Hess Corp. (NYSE:HES) recently announced that it plans to divest its midstream and downstream assets within the next couple years in order to focus on exploration and production. Some activist investors had been pressuring the oil and gas company to do so. We track quarterly 13F filings from hedge funds as part of our work developing investment strategies (we have found, for example, that the most popular small cap stocks among hedge funds earn an average excess return of 18 percentage points per year) and can see that billionaire Paul Singer’s Elliott Management, for example, had bought up 15 million shares of stock by the end of the first quarter of 2013. At that time that stake was worth over $1 billion (see Singer’s stock picks). Paulson & Co., managed by billionaire John Paulson, initiated a position of 2.7 million shares (find Paulson’s favorite stocks) and billionaire David Einhorn’s Greenlight Capital was buying the stock as well (research more stocks Greenlight was buying).
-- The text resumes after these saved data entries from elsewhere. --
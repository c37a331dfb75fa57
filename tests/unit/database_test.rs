//! Unit tests for the Typeset database layer (connection + migrations).

use std::sync::Arc;

use serde_json::json;
use tempfile::TempDir;

use typeset::database::migrations::{get_schema_version, run_all, CURRENT_SCHEMA_VERSION};
use typeset::database::Database;
use typeset::services::settings_store::{SettingsStore, SettingsStoreTrait};
use typeset::types::settings::SessionFlag;
use typeset::types::storage::{KeySelector, StorageArea};

fn table_exists(db: &Database, table: &str) -> bool {
    db.connection()
        .query_row(
            "SELECT COUNT(*) > 0 FROM sqlite_master WHERE type='table' AND name=?1",
            [table],
            |row| row.get(0),
        )
        .unwrap_or(false)
}

#[test]
fn test_open_in_memory_succeeds() {
    assert!(Database::open_in_memory().is_ok());
}

#[test]
fn test_migrations_create_storage_areas() {
    let db = Database::open_in_memory().expect("open_in_memory failed");
    for table in ["storage_local", "storage_session", "schema_version"] {
        assert!(table_exists(&db, table), "Table '{}' should exist", table);
    }
}

#[test]
fn test_schema_version_is_current() {
    let db = Database::open_in_memory().unwrap();
    assert_eq!(get_schema_version(db.connection()), CURRENT_SCHEMA_VERSION);
}

#[test]
fn test_migrations_are_idempotent() {
    let db = Database::open_in_memory().unwrap();
    run_all(db.connection()).unwrap();
    run_all(db.connection()).unwrap();
    assert_eq!(get_schema_version(db.connection()), CURRENT_SCHEMA_VERSION);
}

#[test]
fn test_local_area_persists_and_session_area_resets() {
    let tmp = TempDir::new().unwrap();
    let path = tmp.path().join("typeset.db");

    {
        let store = SettingsStore::new(Arc::new(Database::open(&path).unwrap()));
        let mut items = serde_json::Map::new();
        items.insert("example.com".to_string(), json!({"font": "Vazirmatn"}));
        store.set(StorageArea::Local, items).unwrap();
        store
            .set_session_flag("example.com", SessionFlag { csp_blocked: true })
            .unwrap();
    }

    let store = SettingsStore::new(Arc::new(Database::open(&path).unwrap()));
    let local = store.get(StorageArea::Local, KeySelector::All).unwrap();
    assert_eq!(local.get("example.com"), Some(&json!({"font": "Vazirmatn"})));
    assert!(store
        .get(StorageArea::Session, KeySelector::All)
        .unwrap()
        .is_empty());
}

#[test]
fn test_updated_at_is_recorded() {
    let db = Arc::new(Database::open_in_memory().unwrap());
    let store = SettingsStore::new(db.clone());
    let mut items = serde_json::Map::new();
    items.insert("theme".to_string(), json!("dark"));
    store.set(StorageArea::Local, items).unwrap();
    let updated: i64 = db
        .connection()
        .query_row(
            "SELECT updated_at FROM storage_local WHERE key = 'theme'",
            [],
            |row| row.get(0),
        )
        .unwrap();
    assert!(updated > 0);
}
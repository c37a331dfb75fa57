// Typeset Config Engine
// Loads, saves and edits the host configuration stored as JSON at the
// platform-specific config path.

use std::fs;
use std::path::Path;

use crate::platform;
use crate::types::config::HostConfig;
use crate::types::errors::ConfigError;

/// Trait defining the config engine interface.
pub trait ConfigEngineTrait {
    fn load(&mut self) -> Result<HostConfig, ConfigError>;
    fn save(&self) -> Result<(), ConfigError>;
    fn get_config(&self) -> &HostConfig;
    fn set_value(&mut self, key: &str, value: serde_json::Value) -> Result<(), ConfigError>;
    fn reset(&mut self) -> Result<(), ConfigError>;
    fn get_config_path(&self) -> &str;
}

pub struct ConfigEngine {
    config_path: String,
    config: HostConfig,
}

impl ConfigEngine {
    /// Uses `path_override` when given, otherwise `config.json` in the
    /// platform config directory.
    pub fn new(path_override: Option<String>) -> Self {
        let config_path = path_override.unwrap_or_else(|| {
            platform::get_config_dir()
                .join("config.json")
                .to_string_lossy()
                .to_string()
        });
        Self {
            config_path,
            config: HostConfig::default(),
        }
    }
}

impl ConfigEngineTrait for ConfigEngine {
    /// Missing file means defaults; a malformed file is an error.
    fn load(&mut self) -> Result<HostConfig, ConfigError> {
        let path = Path::new(&self.config_path);
        if !path.exists() {
            self.config = HostConfig::default();
            return Ok(self.config.clone());
        }

        let content = fs::read_to_string(path)
            .map_err(|e| ConfigError::IoError(format!("Failed to read config file: {}", e)))?;
        self.config = serde_json::from_str(&content).map_err(|e| {
            ConfigError::SerializationError(format!("Failed to parse config file: {}", e))
        })?;
        Ok(self.config.clone())
    }

    fn save(&self) -> Result<(), ConfigError> {
        let path = Path::new(&self.config_path);
        if let Some(parent) = path.parent() {
            fs::create_dir_all(parent).map_err(|e| {
                ConfigError::IoError(format!("Failed to create config directory: {}", e))
            })?;
        }

        let json = serde_json::to_string_pretty(&self.config).map_err(|e| {
            ConfigError::SerializationError(format!("Failed to serialize config: {}", e))
        })?;
        fs::write(path, json)
            .map_err(|e| ConfigError::IoError(format!("Failed to write config file: {}", e)))?;
        Ok(())
    }

    fn get_config(&self) -> &HostConfig {
        &self.config
    }

    /// Updates one value by dot path (`page.mutation_debounce_ms`), validates
    /// the result by deserializing it, then saves.
    fn set_value(&mut self, key: &str, value: serde_json::Value) -> Result<(), ConfigError> {
        if key.is_empty() {
            return Err(ConfigError::InvalidKey("Key cannot be empty".to_string()));
        }
        let parts: Vec<&str> = key.split('.').collect();

        let mut json_value = serde_json::to_value(&self.config).map_err(|e| {
            ConfigError::SerializationError(format!("Failed to serialize config: {}", e))
        })?;

        {
            let (last, path) = parts
                .split_last()
                .ok_or_else(|| ConfigError::InvalidKey(key.to_string()))?;
            let mut current = &mut json_value;
            for part in path {
                current = current
                    .get_mut(*part)
                    .ok_or_else(|| ConfigError::InvalidKey(format!("Key '{}' not found", key)))?;
            }
            match current {
                serde_json::Value::Object(map) if map.contains_key(*last) => {
                    map.insert(last.to_string(), value);
                }
                _ => return Err(ConfigError::InvalidKey(format!("Key '{}' not found", key))),
            }
        }

        self.config = serde_json::from_value(json_value).map_err(|e| {
            ConfigError::InvalidValue(format!("Invalid value for key '{}': {}", key, e))
        })?;
        self.save()
    }

    fn reset(&mut self) -> Result<(), ConfigError> {
        self.config = HostConfig::default();
        self.save()
    }

    fn get_config_path(&self) -> &str {
        &self.config_path
    }
}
As it currently stands, Hess Corp. (NYSE:HES)’s business has been going fairly well. In the first quarter of 2013, operating revenues grew by 20% versus a year earlier. Pretax income was up significantly as well, even if we subtract out a large gain on asset sales from this year. Many investors like to invest in companies spinning our parts of their business on the thesis that management will become more able to focus on core operations with those assets under a difference company entirely, so in theory Hess could grow its earnings per share along those lines as well. At its current valuation, the forward P/E is only 11.